Saved data entries:
================================

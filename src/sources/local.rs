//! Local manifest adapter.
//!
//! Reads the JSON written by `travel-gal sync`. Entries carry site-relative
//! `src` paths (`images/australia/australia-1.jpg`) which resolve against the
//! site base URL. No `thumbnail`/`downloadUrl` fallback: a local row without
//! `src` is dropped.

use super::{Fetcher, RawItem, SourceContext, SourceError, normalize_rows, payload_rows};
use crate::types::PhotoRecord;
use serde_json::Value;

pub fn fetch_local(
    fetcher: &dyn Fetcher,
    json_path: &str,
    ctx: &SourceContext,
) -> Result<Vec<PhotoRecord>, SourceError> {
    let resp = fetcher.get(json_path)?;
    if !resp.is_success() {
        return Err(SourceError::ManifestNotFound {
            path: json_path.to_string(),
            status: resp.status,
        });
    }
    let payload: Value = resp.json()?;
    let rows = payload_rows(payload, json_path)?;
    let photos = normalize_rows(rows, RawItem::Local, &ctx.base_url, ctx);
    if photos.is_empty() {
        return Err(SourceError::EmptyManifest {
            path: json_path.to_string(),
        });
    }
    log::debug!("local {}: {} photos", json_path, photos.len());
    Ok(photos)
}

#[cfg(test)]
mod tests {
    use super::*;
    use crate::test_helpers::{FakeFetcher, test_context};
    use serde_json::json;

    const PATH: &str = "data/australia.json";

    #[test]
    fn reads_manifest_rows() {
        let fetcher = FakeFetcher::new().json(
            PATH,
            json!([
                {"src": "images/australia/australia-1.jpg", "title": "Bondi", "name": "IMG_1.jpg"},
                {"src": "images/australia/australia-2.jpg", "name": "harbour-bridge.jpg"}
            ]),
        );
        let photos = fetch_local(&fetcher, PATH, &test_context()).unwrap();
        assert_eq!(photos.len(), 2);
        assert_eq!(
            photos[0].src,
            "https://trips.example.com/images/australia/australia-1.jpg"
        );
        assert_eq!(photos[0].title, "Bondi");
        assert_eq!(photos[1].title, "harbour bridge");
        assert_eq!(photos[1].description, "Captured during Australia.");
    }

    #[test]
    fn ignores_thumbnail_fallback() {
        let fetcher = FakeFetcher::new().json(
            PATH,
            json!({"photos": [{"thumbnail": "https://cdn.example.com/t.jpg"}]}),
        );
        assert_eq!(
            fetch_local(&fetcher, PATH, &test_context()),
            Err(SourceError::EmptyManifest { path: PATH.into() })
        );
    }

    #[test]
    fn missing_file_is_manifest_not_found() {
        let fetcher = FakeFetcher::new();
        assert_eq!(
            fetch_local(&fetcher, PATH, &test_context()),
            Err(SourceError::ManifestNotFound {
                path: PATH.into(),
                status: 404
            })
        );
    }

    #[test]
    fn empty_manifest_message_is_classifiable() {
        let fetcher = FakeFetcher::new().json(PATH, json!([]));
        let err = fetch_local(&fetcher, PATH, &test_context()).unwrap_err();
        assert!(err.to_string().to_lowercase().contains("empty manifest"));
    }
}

================================

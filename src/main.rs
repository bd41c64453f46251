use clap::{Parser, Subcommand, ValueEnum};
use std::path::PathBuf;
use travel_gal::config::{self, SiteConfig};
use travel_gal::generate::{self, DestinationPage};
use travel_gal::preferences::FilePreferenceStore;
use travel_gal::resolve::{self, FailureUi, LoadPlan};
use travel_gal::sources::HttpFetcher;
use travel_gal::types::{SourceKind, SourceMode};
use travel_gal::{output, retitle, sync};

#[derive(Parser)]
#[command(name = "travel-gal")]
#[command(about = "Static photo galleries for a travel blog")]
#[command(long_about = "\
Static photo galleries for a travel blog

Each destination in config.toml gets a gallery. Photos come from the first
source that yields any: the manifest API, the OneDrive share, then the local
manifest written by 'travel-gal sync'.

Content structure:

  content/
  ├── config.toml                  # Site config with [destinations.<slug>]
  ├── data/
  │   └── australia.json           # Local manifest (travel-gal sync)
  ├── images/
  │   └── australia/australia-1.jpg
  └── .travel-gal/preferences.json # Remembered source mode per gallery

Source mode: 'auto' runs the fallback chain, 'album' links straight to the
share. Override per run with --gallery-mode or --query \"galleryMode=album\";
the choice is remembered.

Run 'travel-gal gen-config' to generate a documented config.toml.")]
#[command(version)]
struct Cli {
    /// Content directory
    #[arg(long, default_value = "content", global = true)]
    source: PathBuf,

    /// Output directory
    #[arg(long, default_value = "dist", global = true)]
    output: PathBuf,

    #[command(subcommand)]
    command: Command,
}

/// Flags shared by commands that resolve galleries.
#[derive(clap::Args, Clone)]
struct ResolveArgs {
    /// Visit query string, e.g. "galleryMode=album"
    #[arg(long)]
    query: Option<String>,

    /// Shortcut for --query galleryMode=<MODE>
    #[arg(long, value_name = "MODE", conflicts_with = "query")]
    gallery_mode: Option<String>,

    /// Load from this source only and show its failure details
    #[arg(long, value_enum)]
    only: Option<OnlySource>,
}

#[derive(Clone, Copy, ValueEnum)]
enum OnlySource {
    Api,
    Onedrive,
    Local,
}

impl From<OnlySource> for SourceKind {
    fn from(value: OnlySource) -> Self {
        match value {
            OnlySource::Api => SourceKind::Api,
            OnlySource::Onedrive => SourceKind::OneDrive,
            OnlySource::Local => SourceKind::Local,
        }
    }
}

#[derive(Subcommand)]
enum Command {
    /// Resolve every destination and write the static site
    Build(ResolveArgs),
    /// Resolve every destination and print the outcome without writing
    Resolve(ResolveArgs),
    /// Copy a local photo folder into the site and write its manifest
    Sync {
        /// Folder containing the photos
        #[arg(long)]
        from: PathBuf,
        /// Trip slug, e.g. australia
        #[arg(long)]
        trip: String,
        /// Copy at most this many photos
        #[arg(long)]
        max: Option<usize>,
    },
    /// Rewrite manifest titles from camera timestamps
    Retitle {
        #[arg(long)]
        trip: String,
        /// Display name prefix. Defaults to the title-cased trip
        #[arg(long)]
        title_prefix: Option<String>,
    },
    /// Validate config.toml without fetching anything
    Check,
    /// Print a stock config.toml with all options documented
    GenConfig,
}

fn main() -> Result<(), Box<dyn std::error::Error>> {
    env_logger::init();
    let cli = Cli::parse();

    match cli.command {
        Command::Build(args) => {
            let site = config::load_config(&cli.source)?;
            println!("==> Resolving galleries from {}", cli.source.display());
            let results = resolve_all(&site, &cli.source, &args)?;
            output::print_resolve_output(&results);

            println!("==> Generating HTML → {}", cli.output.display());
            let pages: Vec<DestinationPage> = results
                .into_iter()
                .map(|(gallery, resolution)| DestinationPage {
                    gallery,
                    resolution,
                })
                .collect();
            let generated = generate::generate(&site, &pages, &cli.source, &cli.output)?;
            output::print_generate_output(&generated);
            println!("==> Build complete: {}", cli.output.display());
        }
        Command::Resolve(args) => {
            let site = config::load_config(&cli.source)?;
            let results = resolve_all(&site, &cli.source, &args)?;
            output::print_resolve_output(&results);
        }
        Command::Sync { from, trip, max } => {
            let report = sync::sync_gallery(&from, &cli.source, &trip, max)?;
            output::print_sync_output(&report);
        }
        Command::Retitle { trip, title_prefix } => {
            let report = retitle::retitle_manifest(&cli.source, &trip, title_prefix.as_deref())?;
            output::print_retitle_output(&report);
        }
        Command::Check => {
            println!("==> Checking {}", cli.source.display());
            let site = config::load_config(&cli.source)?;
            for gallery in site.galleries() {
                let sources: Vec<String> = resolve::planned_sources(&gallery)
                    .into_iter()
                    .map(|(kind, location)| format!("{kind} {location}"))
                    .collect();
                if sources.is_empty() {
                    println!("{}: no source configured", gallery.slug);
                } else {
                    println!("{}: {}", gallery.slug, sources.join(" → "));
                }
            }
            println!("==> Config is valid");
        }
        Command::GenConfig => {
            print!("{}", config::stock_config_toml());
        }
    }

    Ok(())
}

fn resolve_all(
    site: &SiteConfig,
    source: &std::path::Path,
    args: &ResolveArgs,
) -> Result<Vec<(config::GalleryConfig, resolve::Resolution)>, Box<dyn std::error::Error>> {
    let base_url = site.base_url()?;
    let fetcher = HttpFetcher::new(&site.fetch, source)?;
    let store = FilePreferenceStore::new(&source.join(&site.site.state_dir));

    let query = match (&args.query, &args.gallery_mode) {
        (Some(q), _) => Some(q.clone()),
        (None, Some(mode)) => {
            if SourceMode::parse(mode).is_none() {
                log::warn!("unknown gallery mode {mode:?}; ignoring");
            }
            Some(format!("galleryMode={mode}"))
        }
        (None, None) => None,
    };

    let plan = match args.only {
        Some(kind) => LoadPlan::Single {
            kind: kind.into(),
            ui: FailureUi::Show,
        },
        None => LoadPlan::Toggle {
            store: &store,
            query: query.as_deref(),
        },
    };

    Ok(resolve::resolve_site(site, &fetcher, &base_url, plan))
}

================================

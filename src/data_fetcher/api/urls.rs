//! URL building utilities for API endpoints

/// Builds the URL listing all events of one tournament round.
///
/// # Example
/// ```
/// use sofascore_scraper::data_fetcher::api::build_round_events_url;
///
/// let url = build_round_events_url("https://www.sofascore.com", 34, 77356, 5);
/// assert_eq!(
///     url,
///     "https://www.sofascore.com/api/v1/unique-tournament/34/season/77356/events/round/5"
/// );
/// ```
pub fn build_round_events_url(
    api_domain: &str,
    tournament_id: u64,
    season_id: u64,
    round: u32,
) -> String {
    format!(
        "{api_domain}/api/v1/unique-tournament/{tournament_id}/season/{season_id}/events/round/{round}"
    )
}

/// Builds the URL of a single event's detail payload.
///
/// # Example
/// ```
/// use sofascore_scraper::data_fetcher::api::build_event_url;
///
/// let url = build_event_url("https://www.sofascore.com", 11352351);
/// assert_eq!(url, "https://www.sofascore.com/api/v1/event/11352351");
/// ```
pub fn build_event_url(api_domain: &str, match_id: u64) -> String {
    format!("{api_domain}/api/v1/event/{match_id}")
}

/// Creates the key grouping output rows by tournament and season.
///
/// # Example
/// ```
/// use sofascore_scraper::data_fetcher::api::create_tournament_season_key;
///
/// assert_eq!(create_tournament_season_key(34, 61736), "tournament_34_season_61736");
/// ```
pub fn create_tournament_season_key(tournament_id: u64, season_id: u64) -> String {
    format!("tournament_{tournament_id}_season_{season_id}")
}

================================

• [Work instructions]
"this" is the word to look for; copy every line of the data that has it.

• [Response]
    /// Load from this source only and show its failure details
        /// Copy at most this many photos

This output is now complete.